Here’s a clip from Art:21 about the couple:

Dana Goodyear has a profile in The New Yorker this week about Kilgallen and McGee:

Like children playing away from the adults, Kilgallen and McGee occupied a world of their own invention. They lived cheaply and resourcefully, scavenging art supplies and furniture. Pack rats, they filled their home—first a warehouse building and then a two-story row house in the Mission—with skateboards, surfboards, paintings, thrift-store clothes, and other useful junk. At night, dressed identically in pegged work pants and Adidas shoes, they went on graffiti-writing adventures. She was daring, scaling buildings and sneaking into forbidden sites. He once painted the inside of a tunnel with a series of faces so that, like a flip book, it animated as you drove past.

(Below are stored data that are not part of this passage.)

use std::fmt;

use crate::config::EngineConfig;
use crate::models::{BlinkRateCategory, Emotion, FocusState, FrameSignals};

/// Horizontal band of the frame that counts as looking at the camera.
#[derive(Debug, Clone, Copy, PartialEq)]
pub struct GazeBand {
    pub min_x: f64,
    pub max_x: f64,
}

impl From<&EngineConfig> for GazeBand {
    fn from(config: &EngineConfig) -> Self {
        Self {
            min_x: config.gaze_min_x,
            max_x: config.gaze_max_x,
        }
    }
}

impl Default for GazeBand {
    fn default() -> Self {
        Self::from(&EngineConfig::default())
    }
}

/// One entry of the ordered decision list.
pub struct FocusRule {
    pub name: &'static str,
    pub state: FocusState,
    applies: fn(&FrameSignals, &GazeBand) -> bool,
}

impl fmt::Debug for FocusRule {
    fn fmt(&self, f: &mut fmt::Formatter<'_>) -> fmt::Result {
        f.debug_struct("FocusRule")
            .field("name", &self.name)
            .field("state", &self.state)
            .finish()
    }
}

impl FocusRule {
    pub fn applies(&self, signals: &FrameSignals, gaze: &GazeBand) -> bool {
        (self.applies)(signals, gaze)
    }
}

/// Evaluated top to bottom; the first matching rule decides. The eye and
/// blink overrides must stay ahead of the emotion rules.
pub static FOCUS_RULES: [FocusRule; 8] = [
    FocusRule {
        name: "no-eyes",
        state: FocusState::Distracted,
        applies: |s, _| !s.eyes_detected || s.eye_count == 0,
    },
    FocusRule {
        name: "single-eye",
        state: FocusState::Distracted,
        applies: |s, _| s.eye_count == 1,
    },
    FocusRule {
        name: "drowsy-blink-rate",
        state: FocusState::Drowsy,
        applies: |s, _| s.blink_rate_category == BlinkRateCategory::Drowsy,
    },
    FocusRule {
        name: "gaze-off-centre",
        state: FocusState::Distracted,
        applies: |s, gaze| {
            mean_gaze_x(&s.eye_positions).is_some_and(|x| x < gaze.min_x || x > gaze.max_x)
        },
    },
    FocusRule {
        name: "happy",
        state: FocusState::Distracted,
        applies: |s, _| s.emotion == Emotion::Happy,
    },
    FocusRule {
        name: "neutral-or-angry",
        state: FocusState::Focused,
        applies: |s, _| matches!(s.emotion, Emotion::Neutral | Emotion::Angry),
    },
    FocusRule {
        name: "sad",
        state: FocusState::Drowsy,
        applies: |s, _| s.emotion == Emotion::Sad,
    },
    FocusRule {
        name: "fallback",
        state: FocusState::Neutral,
        applies: |_, _| true,
    },
];

pub fn mean_gaze_x(positions: &[(f64, f64)]) -> Option<f64> {
    if positions.is_empty() {
        return None;
    }
    Some(positions.iter().map(|(x, _)| x).sum::<f64>() / positions.len() as f64)
}

#[derive(Debug, Clone, Default)]
pub struct FocusClassifier {
    gaze: GazeBand,
}

impl FocusClassifier {
    pub fn new(config: &EngineConfig) -> Self {
        Self {
            gaze: GazeBand::from(config),
        }
    }

    /// The rule that decides the focus state for these signals.
    pub fn decide(&self, signals: &FrameSignals) -> &'static FocusRule {
        let fallback = &FOCUS_RULES[FOCUS_RULES.len() - 1];
        FOCUS_RULES
            .iter()
            .find(|rule| rule.applies(signals, &self.gaze))
            .unwrap_or(fallback)
    }

    pub fn classify(&self, signals: &FrameSignals) -> FocusState {
        self.decide(signals).state
    }
}

#[cfg(test)]
mod tests {
    use super::*;
    use proptest::prelude::*;

    fn signals(
        emotion: Emotion,
        eye_count: usize,
        blink: BlinkRateCategory,
        xs: &[f64],
    ) -> FrameSignals {
        FrameSignals {
            emotion,
            emotion_confidence: 80.0,
            eyes_detected: eye_count > 0,
            eye_count,
            eye_positions: xs.iter().map(|&x| (x, 0.4)).collect(),
            blink_rate_category: blink,
        }
    }

    fn classify(s: &FrameSignals) -> FocusState {
        FocusClassifier::default().classify(s)
    }

    #[test]
    fn centred_neutral_face_is_focused() {
        let s = signals(Emotion::Neutral, 2, BlinkRateCategory::Normal, &[0.45, 0.55]);
        assert_eq!(classify(&s), FocusState::Focused);
    }

    #[test]
    fn single_eye_is_distracted() {
        let s = signals(Emotion::Neutral, 1, BlinkRateCategory::Normal, &[0.5]);
        assert_eq!(classify(&s), FocusState::Distracted);
        assert_eq!(FocusClassifier::default().decide(&s).name, "single-eye");
    }

    #[test]
    fn drowsy_blink_rate_beats_happy() {
        let s = signals(Emotion::Happy, 2, BlinkRateCategory::Drowsy, &[0.5, 0.5]);
        assert_eq!(classify(&s), FocusState::Drowsy);
    }

    #[test]
    fn off_centre_gaze_is_distracted() {
        let s = signals(Emotion::Neutral, 2, BlinkRateCategory::Normal, &[0.8, 0.9]);
        assert_eq!(classify(&s), FocusState::Distracted);
        assert_eq!(FocusClassifier::default().decide(&s).name, "gaze-off-centre");
    }

    #[test]
    fn gaze_band_edges_are_centred() {
        let left = signals(Emotion::Neutral, 2, BlinkRateCategory::Normal, &[0.3, 0.3]);
        let right = signals(Emotion::Neutral, 2, BlinkRateCategory::Normal, &[0.7, 0.7]);
        assert_eq!(classify(&left), FocusState::Focused);
        assert_eq!(classify(&right), FocusState::Focused);
    }

    #[test]
    fn missing_positions_skip_the_gaze_rule() {
        let s = signals(Emotion::Angry, 2, BlinkRateCategory::Tired, &[]);
        assert_eq!(classify(&s), FocusState::Focused);
    }

    #[test]
    fn emotion_rules_map_as_listed() {
        let centred = [0.5, 0.5];
        let cases = [
            (Emotion::Happy, FocusState::Distracted),
            (Emotion::Neutral, FocusState::Focused),
            (Emotion::Angry, FocusState::Focused),
            (Emotion::Sad, FocusState::Drowsy),
            (Emotion::Fear, FocusState::Neutral),
            (Emotion::Disgust, FocusState::Neutral),
            (Emotion::Surprise, FocusState::Neutral),
            (Emotion::Other("contempt".to_string()), FocusState::Neutral),
        ];
        for (emotion, expected) in cases {
            let s = signals(emotion.clone(), 2, BlinkRateCategory::Normal, &centred);
            assert_eq!(classify(&s), expected, "emotion {emotion}");
        }
    }

    #[test]
    fn eyes_flag_overrides_eye_count() {
        let mut s = signals(Emotion::Neutral, 2, BlinkRateCategory::Normal, &[0.5, 0.5]);
        s.eyes_detected = false;
        assert_eq!(FocusClassifier::default().decide(&s).name, "no-eyes");
    }

    #[test]
    fn default_gaze_band_follows_engine_config() {
        let config = EngineConfig::default();
        let band = GazeBand::default();
        assert_eq!(band, GazeBand::from(&config));
        assert_eq!((band.min_x, band.max_x), (config.gaze_min_x, config.gaze_max_x));
        assert_eq!(FocusClassifier::default().gaze, FocusClassifier::new(&config).gaze);
    }

    #[test]
    fn rules_end_with_a_catch_all() {
        let last = FOCUS_RULES.last().unwrap();
        assert_eq!(last.state, FocusState::Neutral);
        let s = signals(Emotion::None, 0, BlinkRateCategory::Normal, &[]);
        assert!(last.applies(&s, &GazeBand::default()));
    }

    fn any_emotion() -> impl Strategy<Value = Emotion> {
        prop_oneof![
            Just(Emotion::Angry),
            Just(Emotion::Disgust),
            Just(Emotion::Fear),
            Just(Emotion::Happy),
            Just(Emotion::Neutral),
            Just(Emotion::Sad),
            Just(Emotion::Surprise),
            Just(Emotion::None),
            "[a-z]{3,8}".prop_map(|label| Emotion::from(label.as_str())),
        ]
    }

    fn any_blink() -> impl Strategy<Value = BlinkRateCategory> {
        prop_oneof![
            Just(BlinkRateCategory::Drowsy),
            Just(BlinkRateCategory::Tired),
            Just(BlinkRateCategory::Normal),
        ]
    }

    proptest! {
        #[test]
        fn no_eyes_is_always_distracted(
            emotion in any_emotion(),
            blink in any_blink(),
            eyes_detected in any::<bool>(),
            xs in proptest::collection::vec(0.0f64..1.0, 0..4),
        ) {
            let s = FrameSignals {
                emotion,
                emotion_confidence: 50.0,
                eyes_detected,
                eye_count: 0,
                eye_positions: xs.into_iter().map(|x| (x, 0.5)).collect(),
                blink_rate_category: blink,
            };
            prop_assert_eq!(classify(&s), FocusState::Distracted);
        }

        #[test]
        fn classification_is_deterministic(
            emotion in any_emotion(),
            blink in any_blink(),
            eye_count in 0usize..4,
            xs in proptest::collection::vec(0.0f64..1.0, 0..4),
        ) {
            let s = FrameSignals {
                emotion,
                emotion_confidence: 50.0,
                eyes_detected: eye_count > 0,
                eye_count,
                eye_positions: xs.into_iter().map(|x| (x, 0.5)).collect(),
                blink_rate_category: blink,
            };
            let classifier = FocusClassifier::default();
            prop_assert_eq!(classifier.classify(&s), classifier.classify(&s.clone()));
        }
    }
}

In the studio they shared, Kilgallen and McGee worked side by side. He showed her how to make her own panels, and she brought home from the library the yellowing endpapers of old books, which they started painting on. She worked on her women; he painted and repainted the sad, sagging faces of the outcast men he saw around the city. They worked obsessively, perfecting their lettering, their cursives, and their lines. “Barry is busy downstairs making stickers,” Kilgallen wrote to a friend. “I hear the squeak of his pen—chisel tipped permanent black—I have been drawing pretty much every day, mostly, silly things; and when I feel brave I have been trying to teach myself how to paint.” When he needed an idea, he’d go over to her space and lift one. Deitch likens them to Picasso and Braque.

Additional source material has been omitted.